## Task goal:
The word to find is "file". State how many lines below contain it, giving only the number.

## Input for this task:
// This file is part of the terraform-provider-spotinst project
//
// Copyright (C) The terraform-provider-spotinst Authors, 2026.
//
// Licensed under the Apache License, Version 2.0 (the "License")
// you may not use this file except in compliance with the License.
// You may obtain a copy of the License at
//
//     http://www.apache.org/licenses/LICENSE-2.0
//
// Unless required by applicable law or agreed to in writing, software
// distributed under the License is distributed on an "AS IS" BASIS,
// WITHOUT WARRANTIES OR CONDITIONS OF ANY KIND, either express or implied.
// See the License for the specific language governing permissions and
// limitations under the License.

use std::sync::Arc;

use serde_json::Value as Json;
use terraform_provider_spotinst::client::{Client, Credentials};
use terraform_provider_spotinst::provider::SharedClient;
use tokio::sync::RwLock;

/// Client talking to the mock server
pub fn shared_client(server: &mockito::Server) -> SharedClient {
    let client = Client::new(&Credentials {
        token: "secret".to_owned(),
        account: Some("act-1".to_owned()),
        endpoint: Some(server.url()),
    })
    .unwrap();
    Arc::new(RwLock::new(Some(client)))
}

/// Body of a successful Spotinst response holding a single item
pub fn items(item: Json) -> String {
    serde_json::json!({
        "request": {"id": "req-1"},
        "response": {"status": {"code": 200, "message": "OK"}, "items": [item]},
    })
    .to_string()
}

## Answer for the task:
2